まとめノート作成方法

1 はじめに
 まとめノートを作成する方法について教えてほしいというご意見をいくつかお受けいたしましたので、私なりのやり方をお伝えします。もっとも、勉強法には向き不向きがあるため万人ウケはしない(むしろほとんどの人には刺さらない)と思いますので、ご了承ください。
 まとめノート作成に対してはネガティブな意見も多いので、まず先に、一般的に語られるデメリットをどのように克服したかという観点から3つほど述べた後、メリットを述べたいと思います。

2 デメリットその1 ——時間がかかること
 まず、まとめノートを作成するには膨大な時間がかかります。
 基本的な作り方は、基本書をざっと通読して司法試験的に重要な論点をピックアップし、他の基本書・百選等を読み内容を理解した上で、短く自分の言葉で表現していくという作業の繰り返しです(使用した基本書は最後に載せています)。慣れればある程度短時間で作れるようにはなりますが、最短ルートで司法試験に合格するという目的との関係では時間的効率の悪い勉強法だと思います。
 こうした勉強法が、現行司法試験の「正攻法」ではないということは、私も当然意識していました。
 それでも、あえて私がノートを作成していたのは、端的に言えば楽しかったからです。完全に向き不向きの問題なのでしょうが、私は、自分が引っかかったり知らなかったりした論点を調べ、時には友達や先生と議論して、より完璧な一元化教材を作成していく作業を苦痛だと感じませんでした。そのため、膨大な時間を楽しみながらノート作成に充てることができました。
 ロー生には時間があります。可処分時間をいかに苦痛なく法律の勉強に充てられるかという観点からは、まとめノートを作成するという勉強法は自分に合っていました。精神的にも、大きな苦痛なく司法試験の勉強ができるという意味でいい勉強法だったと思います。

3 デメリットその2 ——頭に残らない危険性
 他人の書いた文章をそのまま書き写したり、体裁を整えることに力を注いで満足してしまったりすると、内容が頭に残らない危険性があります。
 私も、かつて漫然と市販の予備校本をほぼそのまま書き写したようなまとめノートを作成してしまったことがあるのですが、内容が定着したとは到底思えず、この作業は無駄だったと感じています。
 では、どうすれば頭に残るのかというと、きちんと基本書と判例集を(できれば複数冊)読んで、自分の言葉で論証を作成することが大事です。定義や判例の重要な言い回し以外はほぼ全て自分の言葉で言い換えて構わないと思っていました。他の論証集も、確認に見る程度でいいと思います。他人の言葉を覚えて吐き出すのではなく、「要は、こういう話」というイメージでまとめを作成していきます。
 自分の言葉でまとめた論点は、その点に関する演習問題や過去問を解いたのと同じくらい定着します。頭を使って演習しながら、ついでに一元化教材もできていくという一石二鳥状態が理想的だと考えていました。
 それと、これも受験業界の定説とは異なりますが、自分で作ったノートを見返したいと思えるような「作品」に仕上げることも結構大事にしていました。印刷して何度もページをめくり、友達にも見せて、気に入らない箇所を修正していく中で自然と知識が定着していきました。
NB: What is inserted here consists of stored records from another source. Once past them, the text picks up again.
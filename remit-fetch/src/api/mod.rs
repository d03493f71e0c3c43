//! Typed endpoint wrappers.
//!
//! Each group borrows the client and maps one gateway resource:
//!
//! - [`AuthApi`] - Registration, password reset, verification, TOTP
//! - [`WalletsApi`] - Wallet listing, deposits, address lookup
//! - [`PaymentsApi`] - Transfers and receipts
//! - [`ForexApi`] - Rates and conversion quotes
//! - [`UsersApi`] - Current user profile and account settings
//! - [`ComplianceApi`] - KYC document submission

mod auth;
mod compliance;
mod forex;
mod payments;
mod users;
mod wallets;

pub use auth::AuthApi;
pub use compliance::{ComplianceApi, KycDocument, KycSubmission};
pub use forex::{ForexApi, HistoryQuery};
pub use payments::{PaymentDraft, PaymentsApi};
pub use users::UsersApi;
pub use wallets::WalletsApi;

use crate::client::ApiClient;

impl ApiClient {
    /// Authentication endpoints.
    pub fn auth(&self) -> AuthApi<'_> {
        AuthApi::new(self)
    }

    /// Wallet endpoints.
    pub fn wallets(&self) -> WalletsApi<'_> {
        WalletsApi::new(self)
    }

    /// Payment endpoints.
    pub fn payments(&self) -> PaymentsApi<'_> {
        PaymentsApi::new(self)
    }

    /// Forex endpoints.
    pub fn forex(&self) -> ForexApi<'_> {
        ForexApi::new(self)
    }

    /// User endpoints.
    pub fn users(&self) -> UsersApi<'_> {
        UsersApi::new(self)
    }

    /// Compliance endpoints.
    pub fn compliance(&self) -> ComplianceApi<'_> {
        ComplianceApi::new(self)
    }
}

/// Appends URL-encoded query pairs to `path`, skipping `None` values.
fn with_query(path: &str, pairs: &[(&str, Option<&str>)]) -> String {
    let mut serializer = url::form_urlencoded::Serializer::new(String::new());
    let mut any = false;
    for (key, value) in pairs {
        if let Some(value) = value {
            serializer.append_pair(key, value);
            any = true;
        }
    }

    if any {
        format!("{path}?{}", serializer.finish())
    } else {
        path.to_string()
    }
}

/// Percent-encodes one path segment.
fn segment(value: &str) -> String {
    url::form_urlencoded::byte_serialize(value.as_bytes()).collect()
}
// Lint configuration for this crate
#![warn(missing_docs)]
#![warn(clippy::all)]
#![warn(clippy::pedantic)]
#![allow(clippy::module_name_repetitions)]
#![allow(clippy::must_use_candidate)]
#![allow(clippy::missing_errors_doc)]

//! # Remit Fetch
//!
//! Gateway API client for the Remit wallet.
//!
//! ## Request Pipeline
//!
//! Every call goes through [`ApiClient::request`]:
//!
//! - [`paths`] - URL joining and the open-auth allowlist
//! - [`request`] - Method, caller headers, and body
//! - [`retry::RetryPolicy`] - One retry for safe or keyed requests
//! - [`transport::Transport`] - The network seam (reqwest in production)
//! - [`response::ResponseBody`] - JSON or text, plus error messages
//!
//! A 401 on a protected path clears the injected
//! [`remit_core::SessionStore`] and publishes a [`SessionEvent::Expired`].
//!
//! ## Endpoints
//!
//! The [`api`] module wraps the gateway resources; [`session`] holds the
//! login/logout flows.
//!
//! ## Example
//!
//! ```ignore
//! use remit_fetch::{ApiClient, ClientConfig};
//!
//! let client = ApiClient::builder(ClientConfig::new("https://gw.example.com"))
//!     .session_store(store)
//!     .device_id(identity.device_id())
//!     .build()?;
//!
//! let wallets = client.wallets().list().await?;
//! ```

pub mod api;
pub mod client;
pub mod config;
pub mod error;
pub mod geo;
pub mod paths;
pub mod request;
pub mod response;
pub mod retry;
pub mod session;
pub mod transport;

pub use client::{ApiClient, ApiClientBuilder};
pub use config::ClientConfig;
pub use error::{ApiError, TransportError};
pub use geo::IpGeolocationResolver;
pub use request::{MultipartForm, RequestBody, RequestOptions};
pub use response::ResponseBody;
pub use retry::RetryPolicy;
pub use session::SessionEvent;
pub use transport::{HttpRequest, HttpResponse, ReqwestTransport, Transport};

pub use reqwest::header;
pub use reqwest::{Method, StatusCode};

#[cfg(test)]
mod client_tests;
4 デメリットその3 ——司法試験との距離感を意識できないこと
 基本書を読んで勉強するというやり方をする以上、司法試験に直接役立つ知識だけを的確にまとめることは困難です。試験に出にくい論点を必要以上に深堀りしたり、逆に試験的に重要な論証が薄くなっていたりと、使用する基本書のテイストによる影響をモロに受けます。
 この対策として、他人のノート、予備校本、過去問解説等を見ながら、自分なりに司法試験的重要度の設定をしていました。特に、他の受験生の多くがどの学説に立ち、どの程度の厚さの論証を使ってくるのかという点は必ず調べておくべきです。換言すれば、「司法試験的相場観」を何らかの方法で養う必要があるということです。
 とはいえ、自力でそのような感覚を身に着けることには限界があるので、自主ゼミを通じて、予備校を利用している友人に色々教えてもらったり、まとめノートを作っている友人とノートの交換をしたりしていました。京大ローのこうした空気感には非常に助けられました。
 なお、「司法試験的相場観」を掴んだからといって、必ずしもその立場で論じる必要はないとも思っています。せっかく基本書を読んで本格的に勉強したのだから、他の受験生よりも良い答案が書けると確信した論点は、積極的に少数有力説に触れるなど濃い論証を作成して高得点を狙うようにしていました。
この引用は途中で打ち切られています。